Types of dysrhythmias
Bradycardia: Slow heart rate (<60 bpm).
Causes: SA node dysfunction, AV block.
Tachycardia: Fast heart rate (>100 bpm).
Causes: Increased sympathetic tone, ectopic pacemaker activity.
Fibrillation: Disorganized electrical activity.
Atrial fibrillation (AF): Rapid, irregular atrial activity.
Ventricular fibrillation (VF): Life-threatening; uncoordinated ventricular contractions.
Heart Block: Impaired conduction between atria and ventricles.
First-degree: Prolonged PR interval.
Second-degree: Intermittent conduction failure.
Third-degree: Complete block; atria and ventricles beat independently.
What are the mechanisms of dysrhymias?
Abnormal automaticity: Ectopic pacemaker activity (e.g., ischemia, hypoxia).
Triggered activity: Afterdepolarizations due to ion channel dysfunction (early or delayed).
Reentry circuits: Circular propagation of impulses (e.g., AV nodal reentrant tachycardia).
What are the risk factors of dysrhythmias
Structural heart disease (e.g., myocardial infarction, cardiomyopathy).

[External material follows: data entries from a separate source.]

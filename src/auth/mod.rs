//! Auth module for registry credentials
//!
//! Carries the server URL and optional HTTP basic credentials used by the
//! API client for admin operations.

mod basic;

pub use basic::BasicAuthenticator;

Electrolyte imbalances (e.g., K⁺, Mg²⁺).
Drugs (e.g., antiarrhythmics, stimulants).
Systemic conditions (e.g., thyroid disorders, fever)
What is treatment for dysrhythmias ?
Lifestyle modifications: Reduce triggers (e.g., caffeine, stress).
Pharmacological:
Beta-blockers (rate control).
Antiarrhythmics (e.g., amiodarone, flecainide).
Non-Pharmacological:
Electrical cardioversion.
Pacemaker or defibrillator implantation.
Catheter ablation (for reentry circuits).